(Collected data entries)
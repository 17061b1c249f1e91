// Encoding variants and the allowed-encoding set.
//
// The wire tag of each variant is fixed; consumers store it in the single
// byte that precedes the special characters.

use std::fmt;

use bitflags::bitflags;

use super::error::{MetaStringError, Result};

/// Bit-packing scheme of a meta string.
#[derive(Debug, Clone, Copy, PartialEq, Eq, Hash, PartialOrd, Ord)]
#[repr(u8)]
pub enum Encoding {
    /// Raw UTF-8 bytes, no packing.
    Utf8 = 0x00,
    /// `a-z` plus the two special characters, 5 bits each.
    LowerSpecial = 0x01,
    /// `a-z`, `A-Z`, `0-9` plus the two special characters, 6 bits each.
    LowerUpperDigitSpecial = 0x02,
    /// Like `LowerSpecial`, with the first character restored to upper case.
    FirstToLowerSpecial = 0x03,
    /// Like `LowerSpecial` after folding every character to lower case.
    /// Decoding does not restore case.
    AllToLowerSpecial = 0x04,
}

impl Encoding {
    /// All variants in tag order.
    pub const ALL: [Encoding; 5] = [
        Encoding::Utf8,
        Encoding::LowerSpecial,
        Encoding::LowerUpperDigitSpecial,
        Encoding::FirstToLowerSpecial,
        Encoding::AllToLowerSpecial,
    ];

    /// One-byte wire tag.
    #[inline]
    pub fn tag(self) -> u8 {
        self as u8
    }

    /// Parse a wire tag.
    pub fn from_tag(tag: u8) -> Result<Self> {
        match tag {
            0x00 => Ok(Encoding::Utf8),
            0x01 => Ok(Encoding::LowerSpecial),
            0x02 => Ok(Encoding::LowerUpperDigitSpecial),
            0x03 => Ok(Encoding::FirstToLowerSpecial),
            0x04 => Ok(Encoding::AllToLowerSpecial),
            _ => Err(MetaStringError::malformed(format!(
                "unknown encoding tag {tag:#04x}"
            ))),
        }
    }

    /// Width of one packed code, or `None` for UTF-8.
    #[inline]
    pub fn bits_per_char(self) -> Option<u32> {
        match self {
            Encoding::Utf8 => None,
            Encoding::LowerUpperDigitSpecial => Some(6),
            Encoding::LowerSpecial
            | Encoding::FirstToLowerSpecial
            | Encoding::AllToLowerSpecial => Some(5),
        }
    }

    /// Canonical upper-snake name, as used by other language bindings.
    pub fn name(self) -> &'static str {
        match self {
            Encoding::Utf8 => "UTF_8",
            Encoding::LowerSpecial => "LOWER_SPECIAL",
            Encoding::LowerUpperDigitSpecial => "LOWER_UPPER_DIGIT_SPECIAL",
            Encoding::FirstToLowerSpecial => "FIRST_TO_LOWER_SPECIAL",
            Encoding::AllToLowerSpecial => "ALL_TO_LOWER_SPECIAL",
        }
    }

    pub(crate) fn flag(self) -> EncodingSet {
        match self {
            Encoding::Utf8 => EncodingSet::UTF_8,
            Encoding::LowerSpecial => EncodingSet::LOWER_SPECIAL,
            Encoding::LowerUpperDigitSpecial => EncodingSet::LOWER_UPPER_DIGIT_SPECIAL,
            Encoding::FirstToLowerSpecial => EncodingSet::FIRST_TO_LOWER_SPECIAL,
            Encoding::AllToLowerSpecial => EncodingSet::ALL_TO_LOWER_SPECIAL,
        }
    }
}

impl fmt::Display for Encoding {
    fn fmt(&self, f: &mut fmt::Formatter<'_>) -> fmt::Result {
        f.write_str(self.name())
    }
}

impl TryFrom<u8> for Encoding {
    type Error = MetaStringError;

    fn try_from(tag: u8) -> Result<Self> {
        Encoding::from_tag(tag)
    }
}

impl std::str::FromStr for Encoding {
    type Err = MetaStringError;

    /// Accepts the canonical name in any case, with `-` or `_` separators.
    fn from_str(s: &str) -> Result<Self> {
        let norm = s.trim().to_ascii_uppercase().replace('-', "_");
        Encoding::ALL
            .into_iter()
            .find(|e| e.name() == norm || (norm == "UTF8" && *e == Encoding::Utf8))
            .ok_or_else(|| MetaStringError::malformed(format!("unknown encoding name '{s}'")))
    }
}

bitflags! {
    /// Set of encodings the selector may choose from.
    ///
    /// UTF-8 is the universal fallback and is always considered, whether or
    /// not `UTF_8` is in the set.
    #[derive(Debug, Clone, Copy, PartialEq, Eq, Hash)]
    pub struct EncodingSet: u8 {
        const UTF_8 = 1 << 0;
        const LOWER_SPECIAL = 1 << 1;
        const LOWER_UPPER_DIGIT_SPECIAL = 1 << 2;
        const FIRST_TO_LOWER_SPECIAL = 1 << 3;
        const ALL_TO_LOWER_SPECIAL = 1 << 4;
    }
}

impl EncodingSet {
    /// Every encoding whose round trip reproduces the input exactly.
    pub fn lossless() -> Self {
        Self::all().difference(Self::ALL_TO_LOWER_SPECIAL)
    }

    /// Whether `encoding` may be selected.
    #[inline]
    pub fn allows(self, encoding: Encoding) -> bool {
        encoding == Encoding::Utf8 || self.contains(encoding.flag())
    }
}

impl Default for EncodingSet {
    fn default() -> Self {
        Self::all()
    }
}

impl From<Encoding> for EncodingSet {
    fn from(encoding: Encoding) -> Self {
        encoding.flag()
    }
}

impl FromIterator<Encoding> for EncodingSet {
    fn from_iter<I: IntoIterator<Item = Encoding>>(iter: I) -> Self {
        iter.into_iter()
            .fold(EncodingSet::empty(), |set, e| set | e.flag())
    }
}
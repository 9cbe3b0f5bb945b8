use rust_decimal::Decimal;
use serde::{Deserialize, Serialize};
use std::fmt;

/// Sentinel for header fields that never appeared in a document.
pub const UNKNOWN: &str = "N/A";

#[derive(Debug, Clone, Copy, PartialEq, Eq, Serialize, Deserialize)]
#[serde(rename_all = "snake_case")]
pub enum Factory {
    SouthAsia,
    OceanLanka,
}

impl fmt::Display for Factory {
    fn fmt(&self, f: &mut fmt::Formatter<'_>) -> fmt::Result {
        match self {
            Factory::SouthAsia => write!(f, "SOUTH ASIA"),
            Factory::OceanLanka => write!(f, "OCEAN LANKA"),
        }
    }
}

impl Factory {
    pub fn from_str_loose(s: &str) -> Option<Factory> {
        let compact: String = s
            .chars()
            .filter(|c| c.is_alphanumeric())
            .collect::<String>()
            .to_lowercase();
        if compact.contains("southasia") {
            Some(Factory::SouthAsia)
        } else if compact.contains("oceanlanka") || compact == "ocean" {
            Some(Factory::OceanLanka)
        } else {
            None
        }
    }
}

/// Header fields of one shipment document.
///
/// Any field may be unknown; readers fall back to [`UNKNOWN`]. Filled
/// incrementally as pages reveal previously-missing fields.
#[derive(Debug, Clone, Default, PartialEq, Eq, Serialize, Deserialize)]
pub struct ShipmentHeader {
    pub shipment_id: Option<String>,
    pub batch_no: Option<String>,
    pub colour: Option<String>,
    pub fabric_type: Option<String>,
}

/// One row as matched on a page, before header merge and numeric coercion.
#[derive(Debug, Clone, PartialEq, Eq)]
pub struct RawRow {
    pub roll_no: String,
    /// Lot identifier when the row carries its own; otherwise the
    /// normalizer falls back to the header's main batch number.
    pub lot_batch: Option<String>,
    pub weight: String,
    pub length: String,
}

/// One normalized roll/line item. Immutable once emitted.
#[derive(Debug, Clone, PartialEq, Serialize, Deserialize)]
pub struct LineRecord {
    pub factory: Factory,
    pub file: String,
    pub shipment_id: String,
    pub batch_no: String,
    pub colour: String,
    pub fabric_type: String,
    pub roll_no: String,
    pub lot_batch: String,
    pub net_weight_kg: Decimal,
    pub net_length_yd: Decimal,
}

/// A matched row that was dropped during normalization.
#[derive(Debug, Clone, Serialize, Deserialize)]
pub struct SkippedRow {
    pub file: String,
    pub page_number: usize,
    pub roll_no: String,
    pub reason: String,
}

#[derive(Debug, Clone, Serialize, Deserialize)]
pub struct ExtractionWarning {
    pub file: String,
    pub reason: String,
}

/// Result of one batch run: the flat ordered record collection plus a
/// ledger of what was dropped along the way. Records keep document order,
/// then page order, then in-page match order; duplicates across documents
/// are kept as distinct records.
#[derive(Debug, Clone, Default, Serialize, Deserialize)]
pub struct Extraction {
    pub records: Vec<LineRecord>,
    pub skipped_rows: Vec<SkippedRow>,
    pub warnings: Vec<ExtractionWarning>,
}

_EXERCISE PROMPT_
Each line of the entries above that contains "Clone" is to be copied.

_ANSWER SECTION_
#[derive(Debug, Clone, Copy, PartialEq, Eq, Hash, PartialOrd, Ord)]
    #[derive(Debug, Clone, Copy, PartialEq, Eq, Hash)]
#[derive(Debug, Clone, Copy, PartialEq, Eq, Serialize, Deserialize)]
#[derive(Debug, Clone, Default, PartialEq, Eq, Serialize, Deserialize)]
#[derive(Debug, Clone, PartialEq, Eq)]
#[derive(Debug, Clone, PartialEq, Serialize, Deserialize)]
#[derive(Debug, Clone, Serialize, Deserialize)]
#[derive(Debug, Clone, Serialize, Deserialize)]
#[derive(Debug, Clone, Default, Serialize, Deserialize)]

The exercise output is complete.